La idea-base no violenta debería ser aquello que nos distinga del resto de los países; algo que la gran mayoría declama pero incumple de los modos más flagrantes. Y cuyo cumplimiento parcial por parte de algunos otros debería servirnos de ejemplo a imitar primero y a superar después, volviendo a colocar a nuestra sociedad a mediano plazo en el top ten del bienestar. Y a largo plazo en el liderazgo mundial en los órdenes más relevantes.

A principios del siglo XX, cuando la Argentina y los Estados Unidos cumplían mejor sus Constituciones liberales y por ende crecían a pasos relativamente agigantados, el prominente juez de su Corte Suprema Oliver Wendell Holmes Jr. sentenció “los impuestos son eso que pagamos por vivir en una sociedad civilizada”. Claro que su frase célebre fue dicha cuando en el país del norte la presión impositiva total fluctuaba entre el 3 y el 5 % del PBI.
Muchos piensan que hoy es inviable bajar impuestos para volver a tasas de extracción más “sensatas” (¿existe acaso algún nivel sensato de violencia?) pero no es así.

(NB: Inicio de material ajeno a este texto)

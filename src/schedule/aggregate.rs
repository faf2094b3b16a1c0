use serde::Serialize;

use crate::decimal::Money;
use crate::types::LoanParameters;

/// loan-level figures every installment is derived from
///
/// Every installment except the last carries the nominal split; the last one
/// carries the final split, which absorbs whatever flooring left behind so the
/// components add back to the totals exactly.
#[derive(Debug, Clone, Copy, PartialEq, Serialize)]
pub struct ScheduleAggregates {
    pub total_interest: Money,
    pub total_repayable: Money,
    pub total_installments: u32,
    pub nominal_principal: Money,
    pub nominal_interest: Money,
    pub final_principal: Money,
    pub final_interest: Money,
    pub per_installment_amount: Money,
}

impl ScheduleAggregates {
    pub fn compute(params: &LoanParameters) -> Self {
        let principal = params.principal();
        let total_installments = params.total_installments();

        let total_interest = principal.simple_interest(params.annual_rate(), params.tenure_months());
        let total_repayable = (principal + total_interest).ceil();

        let nominal_principal = principal.floor_share(total_installments);
        let nominal_interest = total_interest.floor_share(total_installments);

        let preceding = total_installments.saturating_sub(1);
        let final_principal = (principal - nominal_principal * preceding).ceil();
        let final_interest = (total_interest - nominal_interest * preceding).ceil();

        Self {
            total_interest,
            total_repayable,
            total_installments,
            nominal_principal,
            nominal_interest,
            final_principal,
            final_interest,
            per_installment_amount: (nominal_principal + nominal_interest).ceil(),
        }
    }
}
use rust_decimal::prelude::ToPrimitive;
use rust_decimal::Decimal;
use serde::{Deserialize, Serialize};
use std::fmt;
use std::iter::Sum;
use std::ops::{Add, AddAssign, Mul, Sub};
use std::str::FromStr;

/// Money type holding an exact decimal amount in major currency units.
///
/// Schedule figures are whole units; use [`Money::ceil`] and [`Money::floor`]
/// to get there explicitly, arithmetic never rounds on its own.
#[derive(Debug, Clone, Copy, PartialEq, Eq, PartialOrd, Ord, Hash, Serialize, Deserialize, Default)]
pub struct Money(Decimal);

impl Money {
    pub const ZERO: Money = Money(Decimal::ZERO);
    pub const ONE: Money = Money(Decimal::ONE);

    /// create from decimal
    pub fn from_decimal(d: Decimal) -> Self {
        Money(d.normalize())
    }

    /// create from string with exact parsing
    pub fn from_str_exact(s: &str) -> Result<Self, rust_decimal::Error> {
        Ok(Money::from_decimal(Decimal::from_str(s)?))
    }

    /// create from integer amount (dollars, rupees, etc)
    pub fn from_major(amount: i64) -> Self {
        Money(Decimal::from(amount))
    }

    /// get underlying decimal
    pub fn as_decimal(&self) -> Decimal {
        self.0
    }

    /// round up to the next whole unit
    pub fn ceil(&self) -> Self {
        Money(self.0.ceil())
    }

    /// round down to the previous whole unit
    pub fn floor(&self) -> Self {
        Money(self.0.floor())
    }

    /// true when there is no fractional part
    pub fn is_whole(&self) -> bool {
        self.0.fract().is_zero()
    }

    /// whole non-negative amount as an integer, `None` otherwise
    pub fn to_whole_units(&self) -> Option<u64> {
        if self.is_whole() && !self.is_negative() {
            self.0.to_u64()
        } else {
            None
        }
    }

    /// approximate float value for display and wire formats
    pub fn to_f64(&self) -> Option<f64> {
        self.0.to_f64()
    }

    /// check if zero
    pub fn is_zero(&self) -> bool {
        self.0.is_zero()
    }

    /// check if strictly greater than zero
    pub fn is_positive(&self) -> bool {
        self.0 > Decimal::ZERO
    }

    /// check if negative
    pub fn is_negative(&self) -> bool {
        self.0 < Decimal::ZERO
    }

    /// maximum of two values
    pub fn max(self, other: Self) -> Self {
        Money(self.0.max(other.0))
    }

    /// simple interest over `months` at an annual `rate`, rounded up to a whole unit
    ///
    /// Evaluated as `principal * rate% * months / 1200` with one exact division,
    /// so a result that is mathematically whole is never pushed to the next unit.
    pub fn simple_interest(&self, rate: Rate, months: u32) -> Self {
        let numerator = self.0 * rate.as_percentage() * Decimal::from(months);
        Money(numerator / Decimal::from(1200)).ceil()
    }

    /// split evenly into `parts`, rounding each share down to a whole unit
    pub fn floor_share(&self, parts: u32) -> Self {
        if parts == 0 {
            return *self;
        }
        Money(self.0 / Decimal::from(parts)).floor()
    }
}

impl fmt::Display for Money {
    fn fmt(&self, f: &mut fmt::Formatter<'_>) -> fmt::Result {
        write!(f, "{}", self.0)
    }
}

impl FromStr for Money {
    type Err = rust_decimal::Error;

    fn from_str(s: &str) -> Result<Self, Self::Err> {
        Money::from_str_exact(s)
    }
}

impl From<Decimal> for Money {
    fn from(d: Decimal) -> Self {
        Money::from_decimal(d)
    }
}

impl Add for Money {
    type Output = Money;

    fn add(self, other: Money) -> Money {
        Money(self.0 + other.0)
    }
}

impl AddAssign for Money {
    fn add_assign(&mut self, other: Money) {
        self.0 += other.0;
    }
}

impl Sub for Money {
    type Output = Money;

    fn sub(self, other: Money) -> Money {
        Money(self.0 - other.0)
    }
}

impl Mul<u32> for Money {
    type Output = Money;

    fn mul(self, times: u32) -> Money {
        Money(self.0 * Decimal::from(times))
    }
}

impl Sum for Money {
    fn sum<I: Iterator<Item = Money>>(iter: I) -> Money {
        iter.fold(Money::ZERO, |acc, x| acc + x)
    }
}

impl<'a> Sum<&'a Money> for Money {
    fn sum<I: Iterator<Item = &'a Money>>(iter: I) -> Money {
        iter.fold(Money::ZERO, |acc, x| acc + *x)
    }
}

/// annual interest rate, stored as a fraction (0.12 for 12%)
#[derive(Debug, Clone, Copy, PartialEq, Eq, PartialOrd, Ord, Serialize, Deserialize, Default)]
pub struct Rate(Decimal);

impl Rate {
    /// create from decimal (e.g., 0.05 for 5%)
    pub fn from_decimal(d: Decimal) -> Self {
        Rate(d)
    }

    /// create from percentage (e.g., 12.5 for 12.5%)
    pub fn from_percentage(p: Decimal) -> Self {
        Rate(p / Decimal::ONE_HUNDRED)
    }

    /// get as decimal
    pub fn as_decimal(&self) -> Decimal {
        self.0
    }

    /// get as percentage
    pub fn as_percentage(&self) -> Decimal {
        (self.0 * Decimal::ONE_HUNDRED).normalize()
    }

    /// check if strictly greater than zero
    pub fn is_positive(&self) -> bool {
        self.0 > Decimal::ZERO
    }
}

impl fmt::Display for Rate {
    fn fmt(&self, f: &mut fmt::Formatter<'_>) -> fmt::Result {
        write!(f, "{}%", self.as_percentage())
    }
}

impl From<Decimal> for Rate {
    fn from(d: Decimal) -> Self {
        Rate::from_decimal(d)
    }
}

Estonia, el “tigre báltico”, un país europeo de fulgurante crecimiento fugado de las garras del socialismo soviético, tiene 0 % de impuesto a las ganancias y aun así su presupuesto nacional va camino del superávit.
Irlanda, el “tigre celta”, tiene un régimen de baja imposición, de alrededor de 12,5 % de carga tributaria global, aunque para ciertas empresas de interés laboral están considerando bajarlo a la mitad.

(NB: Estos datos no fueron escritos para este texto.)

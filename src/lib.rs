pub mod config;
pub mod decimal;
pub mod engine;
pub mod errors;
pub mod export;
pub mod schedule;
pub mod serialization;
pub mod types;
pub mod validation;

// re-export key types
pub use config::ScheduleLimits;
pub use decimal::{Money, Rate};
pub use engine::{compute_schedule, AmortizationEngine, EmiSchedule, LoanSummary};
pub use errors::{EmiError, Result, ValidationError};
pub use export::{to_csv_string, write_csv};
pub use schedule::{Installment, InstallmentCalendar, ScheduleAggregates, ScheduleBuilder, ScheduleSummary};
pub use serialization::{ErrorView, InstallmentView, ScheduleView};
pub use types::{LoanParameters, LoanRequest, RepaymentDays};
pub use validation::{LoanParametersBuilder, ParameterValidator};

// re-export external dependencies that users will need
pub use chrono;
pub use hourglass_rs::{SafeTimeProvider, TimeSource};
pub use rust_decimal::Decimal;
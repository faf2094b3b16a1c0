//! wire views of a computed schedule, shaped like the calculate-emi response body
use serde::{Deserialize, Serialize};

use crate::decimal::Money;
use crate::engine::EmiSchedule;
use crate::errors::{EmiError, Result};
use crate::schedule::Installment;

const DATE_FORMAT: &str = "%Y-%m-%d";

/// serializable view of a schedule with whole-number amounts
#[derive(Debug, Clone, PartialEq, Serialize, Deserialize)]
#[serde(rename_all = "camelCase")]
pub struct ScheduleView {
    pub loan_amount: f64,
    pub interest: u64,
    pub total_repayable: u64,
    pub total_installments: u32,
    pub per_installment_amount: u64,
    pub schedule: Vec<InstallmentView>,
}

#[derive(Debug, Clone, PartialEq, Serialize, Deserialize)]
#[serde(rename_all = "camelCase")]
pub struct InstallmentView {
    pub date: String,
    pub total_installment: u64,
    pub principal_component: u64,
    pub interest_component: u64,
    pub outstanding_principal: u64,
}

/// error body returned in place of a schedule
#[derive(Debug, Clone, PartialEq, Serialize, Deserialize)]
pub struct ErrorView {
    pub error: String,
}

impl ScheduleView {
    pub fn from_schedule(schedule: &EmiSchedule) -> Result<Self> {
        let loan_amount = schedule.parameters.principal();

        Ok(ScheduleView {
            loan_amount: loan_amount
                .to_f64()
                .ok_or_else(|| EmiError::schedule(format!("loan amount {loan_amount} has no float form")))?,
            interest: whole(schedule.summary.total_interest, "interest")?,
            total_repayable: whole(schedule.summary.total_repayable, "totalRepayable")?,
            total_installments: schedule.summary.total_installments,
            per_installment_amount: whole(schedule.summary.per_installment_amount, "perInstallmentAmount")?,
            schedule: schedule
                .installments
                .iter()
                .map(InstallmentView::from_installment)
                .collect::<Result<_>>()?,
        })
    }
}

impl InstallmentView {
    pub fn from_installment(installment: &Installment) -> Result<Self> {
        Ok(InstallmentView {
            date: installment.date.format(DATE_FORMAT).to_string(),
            total_installment: whole(installment.total_installment, "totalInstallment")?,
            principal_component: whole(installment.principal_component, "principalComponent")?,
            interest_component: whole(installment.interest_component, "interestComponent")?,
            outstanding_principal: whole(installment.outstanding_principal, "outstandingPrincipal")?,
        })
    }
}

impl ErrorView {
    pub fn from_error(error: &EmiError) -> Self {
        ErrorView {
            error: error.to_string(),
        }
    }
}

impl EmiSchedule {
    pub fn to_view(&self) -> Result<ScheduleView> {
        ScheduleView::from_schedule(self)
    }

    /// response body as pretty json
    pub fn to_json_pretty(&self) -> Result<String> {
        serde_json::to_string_pretty(&self.to_view()?).map_err(|e| EmiError::Export {
            message: e.to_string(),
        })
    }

    /// response body as compact json
    pub fn json(&self) -> Result<String> {
        serde_json::to_string(&self.to_view()?).map_err(|e| EmiError::Export {
            message: e.to_string(),
        })
    }
}

fn whole(amount: Money, field: &str) -> Result<u64> {
    amount
        .to_whole_units()
        .ok_or_else(|| EmiError::schedule(format!("{field} is not a whole amount: {amount}")))
}
//! Classify lexemes into typed tokens using the tag registry.

use bbweave_syntax::{Lexeme, LexemeKind, lex, parse_close_tag, parse_open_tag};

use crate::parsing::token::Token;
use crate::registry::TagRegistry;

/// Scan `text` into a flat token sequence.
///
/// Open and close tags whose name is not registered become content holding
/// the bracketed text, as do stray brackets. Never fails.
pub fn tokenize(text: &str, registry: &TagRegistry) -> Vec<Token> {
    lex(text)
        .into_iter()
        .map(|lexeme| classify(lexeme, registry))
        .collect()
}

fn classify(lexeme: Lexeme<'_>, registry: &TagRegistry) -> Token {
    let raw = lexeme.text;
    match lexeme.kind {
        LexemeKind::OpenTag => match parse_open_tag(raw) {
            Some(head) if registry.contains(&head.name) => Token::open(head.name, raw, head.attrs),
            _ => Token::content(raw),
        },
        LexemeKind::CloseTag => match parse_close_tag(raw) {
            Some(name) if registry.contains(&name) => Token::close(name, raw),
            _ => Token::content(raw),
        },
        LexemeKind::Newline => Token::newline(raw),
        LexemeKind::Text | LexemeKind::StrayBracket => Token::content(raw),
    }
}
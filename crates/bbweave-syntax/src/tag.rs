//! Tag head extraction: the name and attributes of a bracketed tag lexeme.

use crate::attrs::{Attrs, parse_attrs};
use crate::cursor::Cursor;

/// Name and attributes of an open tag.
#[derive(Debug, Clone, PartialEq, Eq)]
pub struct TagHead {
    /// Lower-cased tag name.
    pub name: String,
    pub attrs: Attrs,
}

/// Split an open tag lexeme (`[name attrs]`) into its head.
///
/// The name is the leading run of chars up to whitespace or `=`. Returns
/// `None` when there is no name (`[ b]`, `[=x]`) or the text is not bracketed.
pub fn parse_open_tag(raw: &str) -> Option<TagHead> {
    let inner = raw.strip_prefix('[')?.strip_suffix(']')?;

    let mut cur = Cursor::at(inner, 0);
    if cur.bump_while(|c| c != ']' && c != '=' && !c.is_whitespace()) == 0 {
        return None;
    }
    let name = inner[..cur.i].to_lowercase();

    let section = cur.rest().trim();
    let attrs = if section.is_empty() {
        Attrs::new()
    } else {
        parse_attrs(section)
    };

    Some(TagHead { name, attrs })
}

/// Lower-cased name of a close tag lexeme (`[/name]`).
pub fn parse_close_tag(raw: &str) -> Option<String> {
    let name = raw.strip_prefix("[/")?.strip_suffix(']')?;
    if name.is_empty() {
        return None;
    }
    Some(name.to_lowercase())
}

Singapur, el “tigre del sudeste asiático”, también tiene tasas impositivas similares con más grandes facilidades financieras y de radicación para capitales, corporaciones e inversionistas foráneos.
Sociedades inteligentes estas (y algunas otras), que tienen clara su prioridad de bienestar social real mediante la veloz expansión de su “torta” empresarial.

Por eso es tan imperativo cambiar nuestro paradigma de sociedad estatista, temerosa “mujer golpeada” por los populismos que multiplicaron nuestra pobreza a… sociedad de alta autoestima, altos sueños y audacia revolucionaria bien entendida.
Una revolución brutalmente disruptiva y brutalmente sencilla: para que los argentinos salgamos de este estúpido fachinal económico de 70 años sólo necesitamos cumplir a rajatabla (sin óbice del resto) 3 preceptos que calan hondo en el espíritu de nuestra Constitución: derecho de propiedad y disposición, honesta libertad financiera y burocracia limitada.


Aprovechemos los errores socializantes que frenan al primer mundo; será el paso inicial de nuestro ascenso hacia el top one.